Il est important de préciser que l'auteur, Ambrose Bierce, possède la plus grande légitimité à raconter ces jours de guerre entre États du Sud et du Nord : il y était. Il nous en dit plus dans l'avant-avant-dernière nouvelle, Georges Thurston : "Au camp ou en marche, à la caserne, mes fonctions d'officier topographe m'astreignaient à un travail incessant : je passais toute la journée en selle, et la moitié de la nuit à lever des plans à ma table de dessin. Ma tâche présentait de graves dangers : plus je pouvais approcher les lignes ennemies, plus grande était la valeur de mes notes et des cartes qui en résultaient." Ainsi pouvons-nous l'imaginer dans chaque nouvelle, lors des charges ou sur les lignes de défense, en poste avancé, ou encore sous la mitraille et le vrombissement des obus. Il fut lui-même gravement blessé à la tête et dut quitter l'armée après le conflit. N'oublions pas : la guerre, c'était hier...
Certes, la connaissance du front acquise par la vie militaire donne un caractère de véracité à ces récits, mais aussi une grande variété, dans le choix des personnages, des situations, des lieux de bataille. Parfois même, la mort, dans un accès d'ironie ultime, choisit de prendre ses victimes dans des situations peu martiales - tel le soldat qui se rompt le cou sur une balançoire. Souvent, le décalage entre les scènes de bataille attendues, l'héroïsme sur fond de clairon, et la réalité édifiante du champ de bataille, dément tout discours martial : l'héroïsme, le courage des hommes est présent, et tient souvent en de plus petites choses, simplement surmonter sa peur déjà... Mais la guerre, c'est autre chose : courir à l'attaque dans des broussailles, trouver où dormir en sécurité, supporter le sifflement horrible des obus au-dessus de votre tête, vous débattre avec des conditions météorologiques pénibles (pluie continue, brouillard dense) et, plus que tout, lutter avec l'omniprésence de la mort, la "camarde", et des morts, vous retrouver allongé à côté d'un cadavre lors d'une offensive, passer la nuit dans une forêt ténébreuse en présence d'un mort dont vous avez l'impression qu'il avance peu à peu, grignote votre espace vital... Il faut avoir les nerfs solides !

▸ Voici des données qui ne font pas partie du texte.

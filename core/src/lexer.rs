//! Argument tokenizer.
//!
//! Classifies raw argument strings into flag and positional tokens. The
//! lexer enforces no grammar: ordering rules (flags before positionals) and
//! value consumption are the dispatcher's job.
//!
//! # Examples
//!
//! ```
//! use cmdtree_core::{Lexer, TokenKind};
//!
//! let args = vec!["--port".to_string(), "8080".to_string(), "-lvg".to_string()];
//! let mut lexer = Lexer::new(&args);
//!
//! let port = lexer.read().unwrap();
//! assert_eq!(port.kind, TokenKind::LongFlag);
//! assert_eq!(port.name, "port");
//!
//! assert_eq!(lexer.peek().unwrap().kind, TokenKind::Positional);
//! assert_eq!(lexer.read().unwrap().raw, "8080");
//! assert_eq!(lexer.read().unwrap().kind, TokenKind::MultiFlag);
//! assert!(lexer.read().is_none());
//! ```

use serde::{Deserialize, Serialize};

/// Kind of a lexed argument.
#[derive(Debug, Clone, Copy, PartialEq, Eq, Serialize, Deserialize)]
pub enum TokenKind {
    /// `--name` or `--name=value`.
    LongFlag,
    /// `-c` or `-c=value`.
    ShortFlag,
    /// `-cde`: bundled boolean shorthands.
    MultiFlag,
    /// Anything that does not start with `-`, and a lone `-`.
    Positional,
}

/// A single classified argument.
#[derive(Debug, Clone, PartialEq, Eq, Serialize, Deserialize)]
pub struct Token {
    /// Token classification.
    pub kind: TokenKind,
    /// Flag name without leading dashes; empty for positionals.
    pub name: String,
    /// Inline value after the first `=` (flags only).
    pub value: Option<String>,
    /// The original argument string.
    pub raw: String,
}

impl Token {
    /// Classifies one raw argument.
    ///
    /// # Examples
    ///
    /// ```
    /// use cmdtree_core::{Token, TokenKind};
    ///
    /// let t = Token::classify("--host=0.0.0.0");
    /// assert_eq!(t.kind, TokenKind::LongFlag);
    /// assert_eq!(t.name, "host");
    /// assert_eq!(t.value.as_deref(), Some("0.0.0.0"));
    ///
    /// let t = Token::classify("-");
    /// assert_eq!(t.kind, TokenKind::Positional);
    /// ```
    pub fn classify(raw: &str) -> Self {
        let (head, value) = match raw.split_once('=') {
            Some((head, value)) => (head, Some(value.to_string())),
            None => (raw, None),
        };

        if let Some(name) = head.strip_prefix("--") {
            return Self::flag(TokenKind::LongFlag, name, value, raw);
        }

        if let Some(name) = head.strip_prefix('-') {
            match name.chars().count() {
                0 => {}
                1 => return Self::flag(TokenKind::ShortFlag, name, value, raw),
                _ => return Self::flag(TokenKind::MultiFlag, name, value, raw),
            }
        }

        Self {
            kind: TokenKind::Positional,
            name: String::new(),
            value: None,
            raw: raw.to_string(),
        }
    }

    fn flag(kind: TokenKind, name: &str, value: Option<String>, raw: &str) -> Self {
        Self {
            kind,
            name: name.to_string(),
            value,
            raw: raw.to_string(),
        }
    }

    /// Returns `true` for every kind except [`TokenKind::Positional`].
    pub fn is_flag(&self) -> bool {
        self.kind != TokenKind::Positional
    }

    /// The flag as written on the command line, without any inline value
    /// (`--name`, `-c`, `-cde`). Positionals return their raw text.
    pub fn display_name(&self) -> String {
        match self.kind {
            TokenKind::LongFlag => format!("--{}", self.name),
            TokenKind::ShortFlag | TokenKind::MultiFlag => format!("-{}", self.name),
            TokenKind::Positional => self.raw.clone(),
        }
    }
}

/// Returns `true` if `raw` would lex as a flag token.
pub fn looks_like_flag(raw: &str) -> bool {
    Token::classify(raw).is_flag()
}

/// Cursor over a borrowed argument vector.
#[derive(Debug)]
pub struct Lexer<'a> {
    args: &'a [String],
    pos: usize,
}

impl<'a> Lexer<'a> {
    /// Creates a lexer positioned at the first argument.
    pub fn new(args: &'a [String]) -> Self {
        Self { args, pos: 0 }
    }

    /// Returns the next token without consuming it.
    pub fn peek(&self) -> Option<Token> {
        self.args.get(self.pos).map(|raw| Token::classify(raw))
    }

    /// Consumes and returns the next token.
    pub fn read(&mut self) -> Option<Token> {
        let token = self.peek()?;
        self.pos += 1;
        Some(token)
    }

    /// Arguments not yet consumed.
    pub fn remaining(&self) -> &'a [String] {
        &self.args[self.pos.min(self.args.len())..]
    }
}

#[cfg(test)]
mod tests {
    use super::*;

    fn args(raw: &[&str]) -> Vec<String> {
        raw.iter().map(|s| s.to_string()).collect()
    }

    #[test]
    fn test_lexer_mixed_sequence() {
        let raw = args(&[
            "-f",
            "-lvg",
            "--port",
            "8080",
            "--host=0.0.0.0",
            "-t=taco",
            "-iec=false",
        ]);
        let mut lexer = Lexer::new(&raw);

        let expected = [
            (TokenKind::ShortFlag, "f", None),
            (TokenKind::MultiFlag, "lvg", None),
            (TokenKind::LongFlag, "port", None),
            (TokenKind::Positional, "", None),
            (TokenKind::LongFlag, "host", Some("0.0.0.0")),
            (TokenKind::ShortFlag, "t", Some("taco")),
            (TokenKind::MultiFlag, "iec", Some("false")),
        ];

        for (kind, name, value) in expected {
            let token = lexer.read().unwrap();
            assert_eq!(token.kind, kind);
            assert_eq!(token.name, name);
            assert_eq!(token.value.as_deref(), value);
        }
        assert!(lexer.read().is_none());
    }

    #[test]
    fn test_peek_does_not_consume() {
        let raw = args(&["--a", "b"]);
        let mut lexer = Lexer::new(&raw);

        assert_eq!(lexer.peek().unwrap().name, "a");
        assert_eq!(lexer.peek().unwrap().name, "a");
        assert_eq!(lexer.read().unwrap().name, "a");
        assert_eq!(lexer.remaining(), &["b".to_string()]);
    }

    #[test]
    fn test_positional_keeps_equals() {
        let token = Token::classify("key=value");
        assert_eq!(token.kind, TokenKind::Positional);
        assert_eq!(token.raw, "key=value");
        assert!(token.value.is_none());
    }

    #[test]
    fn test_lone_dash_is_positional() {
        let token = Token::classify("-");
        assert_eq!(token.kind, TokenKind::Positional);
        assert!(!looks_like_flag("-"));
    }

    #[test]
    fn test_short_flag_counts_chars_not_bytes() {
        let token = Token::classify("-é");
        assert_eq!(token.kind, TokenKind::ShortFlag);
        assert_eq!(token.name, "é");
    }

    #[test]
    fn test_display_name() {
        assert_eq!(Token::classify("--port=1").display_name(), "--port");
        assert_eq!(Token::classify("-p").display_name(), "-p");
        assert_eq!(Token::classify("-abc").display_name(), "-abc");
    }

    mod properties {
        use super::*;
        use proptest::prelude::*;

        proptest! {
            #[test]
            fn non_dash_arguments_are_positional(raw in "[a-zA-Z0-9_./=:]{0,16}") {
                let token = Token::classify(&raw);
                prop_assert_eq!(token.kind, TokenKind::Positional);
                prop_assert_eq!(token.raw, raw);
            }

            #[test]
            fn inline_value_splits_on_first_equals(
                name in "[a-z][a-z-]{1,10}",
                value in "[a-z=]{0,10}",
            ) {
                let token = Token::classify(&format!("--{name}={value}"));
                prop_assert_eq!(token.kind, TokenKind::LongFlag);
                prop_assert_eq!(token.name, name);
                prop_assert_eq!(token.value, Some(value));
            }
        }
    }
}
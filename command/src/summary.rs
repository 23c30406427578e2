//! Serializable help data.
//!
//! Rendering help text is left to the embedding application; the
//! dispatcher hands back a [`CommandSummary`] when `--help` is requested.

use cmdtree_core::{FlagInfo, FlagSet};
use serde::Serialize;

use crate::tree::{CommandTree, NodeId};

/// Everything a help renderer needs to describe one command.
#[derive(Debug, Clone, PartialEq, Eq, Serialize)]
pub struct CommandSummary {
    /// Routing names from the root.
    pub path: Vec<String>,
    /// Name including usage syntax, e.g. `create [-d dest] file...`.
    pub name: String,
    pub usage: String,
    pub description: String,
    pub aliases: Vec<String>,
    pub version: Option<String>,
    /// Children sorted by name.
    pub subcommands: Vec<SubcommandSummary>,
    /// The command's own flags.
    pub flags: Vec<FlagInfo>,
    /// Persistent flags visible here, declared on this command or inherited.
    pub persistent_flags: Vec<FlagInfo>,
}

/// One line of a subcommand listing.
#[derive(Debug, Clone, PartialEq, Eq, Serialize)]
pub struct SubcommandSummary {
    pub name: String,
    pub aliases: Vec<String>,
    pub usage: String,
}

impl CommandTree {
    /// Collects help data for the command at `id`.
    pub fn summary(&self, id: NodeId) -> CommandSummary {
        let command = self.command(id);

        let mut subcommands: Vec<_> = self
            .children(id)
            .iter()
            .map(|child| {
                let child = self.command(*child);
                SubcommandSummary {
                    name: child.name().to_string(),
                    aliases: child.aliases().to_vec(),
                    usage: child.usage.clone(),
                }
            })
            .collect();
        subcommands.sort_by(|a, b| a.name.cmp(&b.name));

        let mut persistent = FlagSet::new();
        for level in self.lineage(id) {
            persistent.merge(&self.command(level).persistent_flags);
        }

        CommandSummary {
            path: self.path(id),
            name: command.full_name().to_string(),
            usage: command.usage.clone(),
            description: command.description.clone(),
            aliases: command.aliases().to_vec(),
            version: self.version(id).map(str::to_string),
            subcommands,
            flags: command.flags.describe(),
            persistent_flags: persistent.describe(),
        }
    }
}

#[cfg(test)]
mod tests {
    use cmdtree_core::Flag;

    use super::*;
    use crate::command::Command;

    #[test]
    fn test_summary_collects_inherited_flags() {
        let tree = CommandTree::new(
            Command::new("app")
                .version("0.3.1")
                .persistent_flag(Flag::new("verbose", false, "chatty output").short('v'))
                .subcommand(
                    Command::new("deploy <env>")
                        .usage("deploy the service")
                        .alias("d")
                        .flag(Flag::new("dry-run", false, "print the plan only"))
                        .subcommand(Command::new("status").usage("show rollout"))
                        .subcommand(Command::new("abort").alias("cancel")),
                ),
        )
        .unwrap();

        let deploy = tree.find(&["deploy"]).unwrap();
        let summary = tree.summary(deploy);

        assert_eq!(summary.path, vec!["app", "deploy"]);
        assert_eq!(summary.name, "deploy <env>");
        assert_eq!(summary.version.as_deref(), Some("0.3.1"));
        assert_eq!(summary.aliases, vec!["d"]);
        let names: Vec<_> = summary.subcommands.iter().map(|s| s.name.as_str()).collect();
        assert_eq!(names, vec!["abort", "status"]);
        assert_eq!(summary.subcommands[0].aliases, vec!["cancel"]);
        assert_eq!(summary.flags.len(), 1);
        assert_eq!(summary.flags[0].name, "dry-run");
        assert_eq!(summary.persistent_flags.len(), 1);
        assert_eq!(summary.persistent_flags[0].short, Some('v'));
    }

    #[test]
    fn test_summary_serializes() {
        let tree = CommandTree::new(Command::new("app").usage("does things")).unwrap();
        let json = serde_json::to_value(tree.summary(crate::tree::ROOT)).unwrap();
        assert_eq!(json["usage"], "does things");
        assert_eq!(json["version"], serde_json::Value::Null);
    }
}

Tout est pris en compte, analysé avec soin, pesé, car seule la quintessence de l'humanité figure dans ces textes relativement courts : les motivations pour s'enrôler, les relations entre soldats, la fraternité militaire, le commandement et l'obéissance (obéir à des ordres iniques sans contester, se contenter de faire son devoir), le face-à-face avec l'ennemi (d'autres hommes), ce qu'on laisse à l'arrière, la version personnelle à chacun du courage, ou de l'inconscience. Ces nouvelles sont merveilleusement stylisées, empreintes malgré l'horreur de la poésie d'un moment ou de la beauté d'un paysage, d'un rêve avant de mourir. On y touche du doigt aussi bien la sagesse que l'absurdité, l'éternité fugitive, le sens de son existence compris en un éclair - tout ce qu'on a, en somme. Ambrose Bierce est un grand auteur parmi les grands, insuffisamment connu (sinon reconnu, car son talent ne fait pas mystère dans le monde littéraire). Je devrais mettre 5/5, mais je garde un souvenir meilleur encore d'autres nouvelles, notamment celle découverte sous la forme d'un court-métrage, An Occurrence at Owl Creek's Bridge, qui me l'a fait connaître à 20 ans, et plus jamais oublier ensuite. (4,5/5)
Citations :
Tous ces tueurs d'hommes, endurcis et impénitents, pour lesquels la mort sous ses formes les plus horribles est chose familière, qui dorment sur des collines ébranlées par le tonnerre des canons, qui dînent sous une averse de projectiles et jouent aux cartes parmi les visages morts de leurs amis les plus chers, tous, le cœur palpitant , le souffle suspendu, guettent l'issue d'un acte impliquant la mort d'un seul homme. Tel est l'attrait mystérieux du courage et du dévouement. "Un Fils des dieux", page 25.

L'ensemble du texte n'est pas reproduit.